■ SOURCE DATA:
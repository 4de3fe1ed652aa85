//! Streaming record types: log lines and resource usage samples

use chrono::{DateTime, Utc};

#[derive(Debug, Clone, Copy, PartialEq, Eq)]
pub enum LogStream {
    Stdout,
    Stderr,
}

#[derive(Debug, Clone, PartialEq)]
pub struct LogEntry {
    pub line: String,
    pub timestamp: DateTime<Utc>,
    pub stream: LogStream,
}

impl LogEntry {
    pub fn stdout(line: impl Into<String>) -> Self {
        Self {
            line: line.into(),
            timestamp: Utc::now(),
            stream: LogStream::Stdout,
        }
    }

    pub fn is_error(&self) -> bool {
        self.stream == LogStream::Stderr
    }
}

#[derive(Debug, Clone, PartialEq, Default)]
pub struct ContainerStats {
    pub container_id: String,
    pub cpu_percent: f64,
    pub memory_usage: u64,
    pub memory_limit: u64,
    pub memory_percent: f64,
    pub network_rx: u64,
    pub network_tx: u64,
    pub block_read: u64,
    pub block_write: u64,
    pub pids: u64,
    pub timestamp: Option<DateTime<Utc>>,
}

/// Cumulative CPU counters from one stats sample
#[derive(Debug, Clone, Copy, PartialEq, Default)]
pub struct CpuSample {
    pub total_usage: u64,
    pub system_usage: u64,
    pub online_cpus: Option<u64>,
    pub percpu_count: usize,
}

/// CPU usage between two samples, scaled by the number of CPUs
pub fn cpu_percent(previous: CpuSample, current: CpuSample) -> f64 {
    let cpu_delta = current.total_usage as f64 - previous.total_usage as f64;
    let system_delta = current.system_usage as f64 - previous.system_usage as f64;

    if cpu_delta <= 0.0 || system_delta <= 0.0 {
        return 0.0;
    }

    let cpus = match current.online_cpus {
        Some(n) if n > 0 => n as f64,
        _ if current.percpu_count > 0 => current.percpu_count as f64,
        _ => 1.0,
    };

    (cpu_delta / system_delta) * cpus * 100.0
}

pub fn memory_percent(usage: u64, limit: u64) -> f64 {
    if limit == 0 {
        0.0
    } else {
        usage as f64 / limit as f64 * 100.0
    }
}

#[cfg(test)]
mod tests {
    use super::*;

    #[test]
    fn test_cpu_percent_uses_online_cpus() {
        let prev = CpuSample {
            total_usage: 1_000,
            system_usage: 10_000,
            online_cpus: Some(4),
            percpu_count: 8,
        };
        let cur = CpuSample {
            total_usage: 1_500,
            system_usage: 20_000,
            ..prev
        };
        assert!((cpu_percent(prev, cur) - 20.0).abs() < f64::EPSILON);
    }

    #[test]
    fn test_cpu_percent_falls_back_to_percpu_then_one() {
        let prev = CpuSample::default();
        let cur = CpuSample {
            total_usage: 100,
            system_usage: 1_000,
            online_cpus: None,
            percpu_count: 2,
        };
        assert!((cpu_percent(prev, cur) - 20.0).abs() < 1e-9);

        let cur = CpuSample {
            percpu_count: 0,
            ..cur
        };
        assert!((cpu_percent(prev, cur) - 10.0).abs() < 1e-9);
    }

    #[test]
    fn test_cpu_percent_zero_without_progress() {
        let sample = CpuSample {
            total_usage: 5,
            system_usage: 5,
            online_cpus: Some(1),
            percpu_count: 1,
        };
        assert_eq!(cpu_percent(sample, sample), 0.0);
    }

    #[test]
    fn test_memory_percent() {
        assert_eq!(memory_percent(50, 200), 25.0);
        assert_eq!(memory_percent(50, 0), 0.0);
    }
}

■ WHAT TO PRODUCE:
The answer should consist of every line above in which "Clone" appears.

■ EXERCISE OUTPUT:
#[derive(Debug, Clone, Copy, PartialEq, Eq)]
#[derive(Debug, Clone, PartialEq)]
#[derive(Debug, Clone, PartialEq, Default)]
#[derive(Debug, Clone, Copy, PartialEq, Default)]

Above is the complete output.